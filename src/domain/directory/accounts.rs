//! Account administration, sign-up, PIN login and PIN change.

use secrecy::{ExposeSecret, SecretString};

use crate::domain::foundation::{DomainError, ErrorCode, EventId, Timestamp, UserId};
use crate::domain::store::Document;
use crate::domain::user::{
    verify_pin, NewUserProfile, Pin, PinChanged, ProfileChanges, ProfileUpdated, Role, User,
    UserRegistered, DEFAULT_PIN,
};

/// Adds a coordinator or student account with the default PIN.
///
/// `created_by` is the admin, or `None` for self sign-up.
pub fn create_user(
    doc: &mut Document,
    role: Role,
    profile: NewUserProfile,
    created_by: Option<&UserId>,
    now: Timestamp,
) -> Result<UserRegistered, DomainError> {
    if role == Role::Admin {
        return Err(DomainError::new(
            ErrorCode::InvalidRole,
            "Admin accounts cannot be created",
        ));
    }
    if doc.email_taken(&profile.email, None) {
        return Err(email_taken(&profile.email));
    }

    let user = User::register(UserId::generate(), role, profile)?;
    let event = UserRegistered {
        event_id: EventId::new(),
        user_id: user.id.clone(),
        role,
        email: user.email.clone(),
        registered_by: created_by.cloned(),
        registered_at: now,
    };
    doc.pins.insert(user.id.to_string(), DEFAULT_PIN.to_string());
    doc.users.push(user);
    Ok(event)
}

/// Self-service student registration.
pub fn sign_up(
    doc: &mut Document,
    profile: NewUserProfile,
    now: Timestamp,
) -> Result<UserRegistered, DomainError> {
    create_user(doc, Role::Student, profile, None, now)
}

/// Applies profile changes. The role never changes.
pub fn update_profile(
    doc: &mut Document,
    user_id: &UserId,
    changes: ProfileChanges,
    updated_by: &UserId,
    now: Timestamp,
) -> Result<ProfileUpdated, DomainError> {
    if let Some(email) = &changes.email {
        if doc.email_taken(email, Some(user_id)) {
            return Err(email_taken(email));
        }
    }

    let mut updated = doc.require_user(user_id)?.clone();
    updated.apply_changes(changes)?;
    if let Some(user) = doc.user_mut(user_id) {
        *user = updated;
    }

    Ok(ProfileUpdated {
        event_id: EventId::new(),
        user_id: user_id.clone(),
        updated_by: updated_by.clone(),
        updated_at: now,
    })
}

/// Checks an email/PIN pair and returns the account.
pub fn authenticate<'a>(
    doc: &'a Document,
    email: &str,
    pin: &SecretString,
) -> Result<&'a User, DomainError> {
    let user = doc.user_by_email(email).ok_or_else(|| {
        DomainError::new(ErrorCode::UserNotFound, "No account uses this email")
            .with_detail("email", email.trim().to_string())
    })?;
    if !verify_pin(doc.pin_for(&user.id), pin) {
        return Err(DomainError::new(ErrorCode::InvalidPin, "Incorrect PIN")
            .with_detail("user_id", user.id.to_string()));
    }
    Ok(user)
}

/// Replaces a user's PIN after checking format, confirmation and the
/// current PIN, in that order.
pub fn change_pin(
    doc: &mut Document,
    user_id: &UserId,
    current: &SecretString,
    new_pin: &SecretString,
    confirm: &SecretString,
    now: Timestamp,
) -> Result<PinChanged, DomainError> {
    doc.require_user(user_id)?;
    let pin = Pin::from_secret(new_pin)?;
    if new_pin.expose_secret() != confirm.expose_secret() {
        return Err(DomainError::new(ErrorCode::PinMismatch, "PINs do not match"));
    }
    if !verify_pin(doc.pin_for(user_id), current) {
        return Err(DomainError::new(ErrorCode::InvalidPin, "Current PIN is incorrect"));
    }

    doc.pins.insert(user_id.to_string(), pin.as_str().to_string());
    Ok(PinChanged {
        event_id: EventId::new(),
        user_id: user_id.clone(),
        changed_at: now,
    })
}

fn email_taken(email: &str) -> DomainError {
    DomainError::new(ErrorCode::EmailTaken, "Email already exists")
        .with_detail("email", email.trim().to_string())
}

#[cfg(test)]
mod tests {
    use super::*;
    use crate::domain::foundation::ErrorKind;
    use crate::domain::store::bootstrap_document;

    fn secret(s: &str) -> SecretString {
        SecretString::new(s.to_string())
    }

    fn profile(name: &str, email: &str) -> NewUserProfile {
        NewUserProfile {
            name: name.to_string(),
            email: email.to_string(),
            ..Default::default()
        }
    }

    fn uid(s: &str) -> UserId {
        UserId::new(s).unwrap()
    }

    #[test]
    fn create_user_sets_default_pin() {
        let mut doc = bootstrap_document();
        let event = create_user(
            &mut doc,
            Role::Coordinator,
            profile("Sara Arts", "sara@college.edu"),
            Some(&uid("1")),
            Timestamp::now(),
        )
        .unwrap();
        assert_eq!(doc.pin_for(&event.user_id), Some(DEFAULT_PIN));
        assert_eq!(event.registered_by, Some(uid("1")));
        assert!(doc.require_user(&event.user_id).unwrap().is_coordinator());
    }

    #[test]
    fn duplicate_email_is_a_conflict() {
        let mut doc = bootstrap_document();
        let err = sign_up(&mut doc, profile("Mike Two", "MIKE@college.edu"), Timestamp::now()).unwrap_err();
        assert_eq!(err.code, ErrorCode::EmailTaken);
        assert_eq!(doc.users.len(), 3);
    }

    #[test]
    fn admins_cannot_be_created() {
        let mut doc = bootstrap_document();
        let err = create_user(&mut doc, Role::Admin, profile("Root", "root@college.edu"), None, Timestamp::now())
            .unwrap_err();
        assert_eq!(err.code, ErrorCode::InvalidRole);
    }

    #[test]
    fn sign_up_creates_student() {
        let mut doc = bootstrap_document();
        let event = sign_up(&mut doc, profile("Ann", "ann@college.edu"), Timestamp::now()).unwrap();
        assert_eq!(event.role, Role::Student);
        assert!(event.registered_by.is_none());
    }

    #[test]
    fn update_profile_rechecks_email() {
        let mut doc = bootstrap_document();
        let err = update_profile(
            &mut doc,
            &uid("3"),
            ProfileChanges {
                email: Some("john@college.edu".to_string()),
                ..Default::default()
            },
            &uid("3"),
            Timestamp::now(),
        )
        .unwrap_err();
        assert_eq!(err.code, ErrorCode::EmailTaken);

        update_profile(
            &mut doc,
            &uid("3"),
            ProfileChanges {
                email: Some("mike@college.edu".to_string()),
                phone: Some("555".to_string()),
                ..Default::default()
            },
            &uid("3"),
            Timestamp::now(),
        )
        .unwrap();
        assert_eq!(doc.user(&uid("3")).unwrap().phone.as_deref(), Some("555"));
    }

    #[test]
    fn invalid_profile_change_leaves_user_untouched() {
        let mut doc = bootstrap_document();
        let before = doc.user(&uid("3")).unwrap().clone();
        let err = update_profile(
            &mut doc,
            &uid("3"),
            ProfileChanges {
                department: Some("Maths".to_string()),
                name: Some("  ".to_string()),
                ..Default::default()
            },
            &uid("3"),
            Timestamp::now(),
        )
        .unwrap_err();
        assert_eq!(err.kind(), ErrorKind::Validation);
        assert_eq!(doc.user(&uid("3")).unwrap(), &before);
    }

    #[test]
    fn authenticate_checks_email_and_pin() {
        let doc = bootstrap_document();
        assert_eq!(
            authenticate(&doc, "mike@college.edu", &secret("0000")).unwrap().id,
            uid("3")
        );
        assert_eq!(
            authenticate(&doc, "ghost@college.edu", &secret("0000")).unwrap_err().code,
            ErrorCode::UserNotFound
        );
        assert_eq!(
            authenticate(&doc, "mike@college.edu", &secret("1234")).unwrap_err().code,
            ErrorCode::InvalidPin
        );
    }

    #[test]
    fn authenticate_falls_back_to_default_pin() {
        let mut doc = bootstrap_document();
        doc.pins.clear();
        assert!(authenticate(&doc, "john@college.edu", &secret("0000")).is_ok());
    }

    #[test]
    fn change_pin_validates_in_order() {
        let mut doc = bootstrap_document();
        let mike = uid("3");

        let err = change_pin(&mut doc, &mike, &secret("0000"), &secret("12a4"), &secret("12a4"), Timestamp::now())
            .unwrap_err();
        assert_eq!(err.kind(), ErrorKind::Validation);

        let err = change_pin(&mut doc, &mike, &secret("0000"), &secret("1234"), &secret("4321"), Timestamp::now())
            .unwrap_err();
        assert_eq!(err.code, ErrorCode::PinMismatch);

        let err = change_pin(&mut doc, &mike, &secret("9999"), &secret("1234"), &secret("1234"), Timestamp::now())
            .unwrap_err();
        assert_eq!(err.code, ErrorCode::InvalidPin);

        change_pin(&mut doc, &mike, &secret("0000"), &secret("1234"), &secret("1234"), Timestamp::now()).unwrap();
        assert_eq!(doc.pin_for(&mike), Some("1234"));
        assert!(authenticate(&doc, "mike@college.edu", &secret("1234")).is_ok());
    }
}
◇ ◇ ◇ ◇
TASK PROMPT — For the material, work out how many lines hold the string "UserNotFound". Your reply must be the number alone.

ANSWER TO THIS EXERCISE — 2